Rising standards in the funds industryBy Leon Santos
There is a current trend in offshore fund and deal structuring towards more compliance and corporate governance. This is evident across two strong investment themes in which our clients are involved.
The first is investment across South East Asia, which has been one of the top emerging market destinations for private equity capital. In 2013, around two-thirds of emerging market funds raised were for investment in emerging Asian economies.
As India and China have faced regulatory and market challenges, the focus has shifted to ASEAN economies for untapped opportunities. Amidst competition for deals, over-priced valuations, and lately a general easing in growth numbers, private fund managers have also been dealing with increased regulation.
The strengthening of the fund manager regime in Singapore is one example, which is already driving more robust industry standards.
What this brings is a focus on corporate governance and internal procedures and controls. Most funds are established in offshore countries to take advantage of tax and regulatory benefits.

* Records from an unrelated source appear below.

//! Container listing and lifecycle operations
//!
//! Both engines report `ps` as JSON, but not the same JSON: podman emits one
//! array with `Names` as a list, docker emits one object per line with
//! `Names` as a string. Parsing is kept in pure functions so both shapes are
//! covered by tests.

use crate::engine::runtime::ContainerEngine;
use crate::error::{IoResultExt, LauncherError, Result};
use serde::Serialize;
use serde_json::Value;
use std::path::PathBuf;

/// One container as reported by the engine
#[derive(Debug, Clone, Serialize)]
pub struct ContainerInfo {
    /// Full container ID
    pub id: String,
    /// Primary name
    pub name: String,
    /// Engine-reported state (running, exited, ...)
    pub state: String,
    /// Image reference
    pub image: String,
    /// Which engine reported it
    pub engine: ContainerEngine,
}

impl ContainerInfo {
    /// True when the engine reports the container as running
    pub fn is_running(&self) -> bool {
        self.state.eq_ignore_ascii_case("running")
    }

    /// Shortened ID for display
    pub fn short_id(&self) -> &str {
        &self.id[..self.id.len().min(12)]
    }
}

/// List all containers (including stopped ones)
pub fn list_containers(engine: ContainerEngine) -> Result<Vec<ContainerInfo>> {
    let format = match engine {
        ContainerEngine::Podman => "json",
        ContainerEngine::Docker => "{{json .}}",
    };
    let output = engine
        .command()
        .args(["ps", "-a", "--format", format])
        .output()
        .with_path(PathBuf::from(engine.command_name()))?;
    if !output.status.success() {
        return Err(LauncherError::engine_failed(
            format!("{} ps -a", engine.command_name()),
            output.status,
            &output.stderr,
        ));
    }

    let stdout = String::from_utf8_lossy(&output.stdout);
    match engine {
        ContainerEngine::Podman => parse_podman_ps(&stdout),
        ContainerEngine::Docker => parse_docker_ps(&stdout),
    }
}

/// Parse `podman ps -a --format json`: a single JSON array, `Names` a list
pub fn parse_podman_ps(stdout: &str) -> Result<Vec<ContainerInfo>> {
    let values: Vec<Value> = serde_json::from_str(stdout.trim())?;
    Ok(values
        .iter()
        .map(|v| ContainerInfo {
            id: str_field(v, "Id"),
            name: v
                .get("Names")
                .and_then(|n| n.get(0))
                .and_then(Value::as_str)
                .unwrap_or_default()
                .to_string(),
            state: str_field(v, "State"),
            image: str_field(v, "Image"),
            engine: ContainerEngine::Podman,
        })
        .collect())
}

/// Parse `docker ps -a --format '{{json .}}'`: one JSON object per line,
/// `Names` a plain string, `ID` uppercase
pub fn parse_docker_ps(stdout: &str) -> Result<Vec<ContainerInfo>> {
    let mut containers = Vec::new();
    for line in stdout.lines() {
        let line = line.trim();
        if line.is_empty() {
            continue;
        }
        // Skip unparseable lines rather than failing the whole listing
        let Ok(value) = serde_json::from_str::<Value>(line) else {
            continue;
        };
        containers.push(ContainerInfo {
            id: str_field(&value, "ID"),
            name: str_field(&value, "Names"),
            state: str_field(&value, "State"),
            image: str_field(&value, "Image"),
            engine: ContainerEngine::Docker,
        });
    }
    Ok(containers)
}

fn str_field(value: &Value, key: &str) -> String {
    value
        .get(key)
        .and_then(Value::as_str)
        .unwrap_or_default()
        .to_string()
}

/// Lifecycle operations on individual containers
pub struct ContainerOps {
    engine: ContainerEngine,
}

impl ContainerOps {
    /// Create ops bound to one engine
    pub fn new(engine: ContainerEngine) -> Self {
        Self { engine }
    }

    /// Start a stopped container
    pub fn start(&self, id: &str) -> Result<()> {
        self.simple_command("start", id)
    }

    /// Stop a running container
    pub fn stop(&self, id: &str) -> Result<()> {
        self.simple_command("stop", id)
    }

    /// Restart a container
    pub fn restart(&self, id: &str) -> Result<()> {
        self.simple_command("restart", id)
    }

    /// Fetch the last `tail` log lines of a container
    pub fn logs(&self, id: &str, tail: usize) -> Result<String> {
        let output = self
            .engine
            .command()
            .args(["logs", "--tail", &tail.to_string(), id])
            .output()
            .with_path(PathBuf::from(self.engine.command_name()))?;
        if !output.status.success() {
            return Err(LauncherError::engine_failed(
                format!("{} logs {id}", self.engine.command_name()),
                output.status,
                &output.stderr,
            ));
        }
        // Engines split container output across both streams
        let mut logs = String::from_utf8_lossy(&output.stdout).into_owned();
        logs.push_str(&String::from_utf8_lossy(&output.stderr));
        Ok(logs)
    }

    fn simple_command(&self, verb: &str, id: &str) -> Result<()> {
        let output = self
            .engine
            .command()
            .args([verb, id])
            .output()
            .with_path(PathBuf::from(self.engine.command_name()))?;
        if !output.status.success() {
            return Err(LauncherError::engine_failed(
                format!("{} {verb} {id}", self.engine.command_name()),
                output.status,
                &output.stderr,
            ));
        }
        Ok(())
    }
}

#[cfg(test)]
mod tests {
    use super::*;

    #[test]
    fn test_parse_podman_ps() {
        let json = r#"[
            {"Id": "abc123def456789", "Names": ["ollama"], "State": "running", "Image": "docker.io/ollama/ollama:latest"},
            {"Id": "0123456789abcdef", "Names": ["comfyui"], "State": "exited", "Image": "comfyui:local"}
        ]"#;
        let containers = parse_podman_ps(json).unwrap();
        assert_eq!(containers.len(), 2);
        assert_eq!(containers[0].name, "ollama");
        assert_eq!(containers[0].short_id(), "abc123def456");
        assert!(containers[0].is_running());
        assert!(!containers[1].is_running());
        assert_eq!(containers[1].engine, ContainerEngine::Podman);
    }

    #[test]
    fn test_parse_podman_empty_list() {
        assert!(parse_podman_ps("[]").unwrap().is_empty());
    }

    #[test]
    fn test_parse_docker_ps() {
        let out = concat!(
            r#"{"ID": "abc123", "Names": "ollama", "State": "running", "Image": "ollama/ollama"}"#,
            "\n",
            r#"{"ID": "def456", "Names": "n8n", "State": "exited", "Image": "n8nio/n8n"}"#,
            "\n"
        );
        let containers = parse_docker_ps(out).unwrap();
        assert_eq!(containers.len(), 2);
        assert_eq!(containers[0].name, "ollama");
        assert_eq!(containers[1].state, "exited");
        assert_eq!(containers[0].engine, ContainerEngine::Docker);
    }

    #[test]
    fn test_parse_docker_ps_skips_garbage_lines() {
        let out = "not json\n{\"ID\": \"abc\", \"Names\": \"x\", \"State\": \"running\", \"Image\": \"i\"}\n";
        let containers = parse_docker_ps(out).unwrap();
        assert_eq!(containers.len(), 1);
        assert_eq!(containers[0].id, "abc");
    }

    #[test]
    fn test_short_id_handles_short_ids() {
        let c = ContainerInfo {
            id: "abc".to_string(),
            name: String::new(),
            state: String::new(),
            image: String::new(),
            engine: ContainerEngine::Docker,
        };
        assert_eq!(c.short_id(), "abc");
    }
}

However, centres for the funds industry like Singapore, Hong Kong, London, and New York are imposing standards which affect offshore funds -- look at the way EU AIFMD remuneration restrictions will shape how investment professionals are remunerated.
There has also been greater scrutiny of tax structuring for funds from China, India, and Indonesia, generally around the concepts of permanent establishment and substance.
These measures add costs to the operations of fund managers. However, regulatory compliance is a mandatory requirement.
Even the smallest fund managers have to dedicate a certain amount of time and money to operational issues. This puts pressure on smaller investment managers and one could argue that there is a minimum AUM emerging for running a fund.
For managers with European investors, it will be critical to consider jurisdictions like Jersey and Guernsey for fund structures, as they have well developed architectures for regulation and corporate governance and are well placed to handle the requirements of onshore laws such as the EU's Alternative Investment Fund Managers Directive.
The second trend is investment by Asian firms in assets located in the West. In particular, there has been a large amount of interest in property assets in the United Kingdom.
Valuations are seen as very attractive relative to prices of assets in the East. This seems a natural result of the financial crisis in the major Western economies and the heightened focus on Asia as an investment destination.
Vehicles used for these types of investments are structured to give the greatest tax efficiency in terms of capital gains and other taxes. On the other hand, governments in England and Western nations have and continue to increase measures for revenue generation.
The new wave of Asian entrepreneurs and businesses looking West for asset acquisitions are involved in complex cross border structures.
The upshot is that there is a real need for expertise in how to run and manage investment vehicles. Certain jurisdictions, like Jersey and Guernsey, will continue to benefit from increased regulatory cooperation with the major financial centres.
All these factors point to a flight to quality. Clients should look not only for confidentiality but also for a degree of regulatory and tax certainty, as investment structures continue to come under the spotlight.